Ireland’s scheme went live last Thursday (1 February), with refundable deposits of 15 cents (12p) on drink containers sized 150ml to 500ml and 25 cents (21p) on those between 500ml and three litres.

Minister for communications and the circular economy Ossian Smyth said the experience of 40 other countries showed that DRSs work. He said the drinks industry had shown leadership “in establishing a complex new system in a relatively short time frame” and that smaller businesses would be supported.

The scheme is operated by Deposit Return Scheme Ireland, trading as Re-turn, which was established by beverage producers and retailers to fulfil their obligations under the Separate Collection (Deposit Return Scheme) Regulations 2021.

The UK’s DRS remains delayed until at least 25 October, with retailers continuing to lobby against current plans. Following late intervention from Westminster to block Scotland’s scheme last year, Circularity Scotland – the Scottish equivalent of Re-turn – fell into administration.

Other concerns highlighted in the Every Can Counts survey were a lack of space to store uncrushed drink containers (36%), the deposit being too low (22%) and a lack of time to make returns (both 17%).

Every Can Counts is a partnership formed between can manufacturers, drinks producers and the recycling industry, seeking a 100% recycling rate for drink cans.
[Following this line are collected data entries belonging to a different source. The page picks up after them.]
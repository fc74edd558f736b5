// src/models.rs

use serde::{Deserialize, Serialize};
use std::collections::BTreeMap;

// --- Service directory models ---
// These are the structures exchanged with `register service` / `get service`
// as JSON definitions, and rendered back to the operator.

#[derive(Serialize, Deserialize, Debug, Clone, PartialEq)]
pub struct Service {
    pub name: String,
    #[serde(default)]
    pub version: String,
    #[serde(default)]
    pub metadata: BTreeMap<String, String>,
    #[serde(default)]
    pub nodes: Vec<ServiceNode>,
}

/// One running instance of a service.
#[derive(Serialize, Deserialize, Debug, Clone, PartialEq)]
pub struct ServiceNode {
    pub id: String,
    pub address: String,
    #[serde(default)]
    pub metadata: BTreeMap<String, String>,
}

// --- Network models ---

/// A routing table entry, filterable from `network routes`.
#[derive(Serialize, Deserialize, Debug, Clone, PartialEq)]
pub struct Route {
    pub service: String,
    pub address: String,
    #[serde(default)]
    pub gateway: String,
    #[serde(default)]
    pub router: String,
    #[serde(default)]
    pub network: String,
}

// --- Environment configuration ---

/// Named CLI environments, persisted in the user config directory.
#[derive(Serialize, Deserialize, Debug, Clone, Default)]
pub struct EnvConfig {
    /// The currently selected environment name.
    #[serde(default)]
    pub selected: String,
    /// Environment name to mesh proxy address.
    #[serde(default)]
    pub environments: BTreeMap<String, String>,
}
Manufacturer Tomra has provided Ireland’s reverse vending machine infrastructure and advised retailers on requirements. Truls Haug, head of Tomra Collection United Kingdom & Ireland, said: “[The] launch is a milestone for the country in transforming waste management to reduce litter and maximise the quantity and quality of materials collected for recycling.”

Sensoneo has provided the IT system (pictured) that acts as the central infrastructure for the scheme, saying its end-to-end software would gather data from all sources and enable seamless integration between stakeholders within the process chain.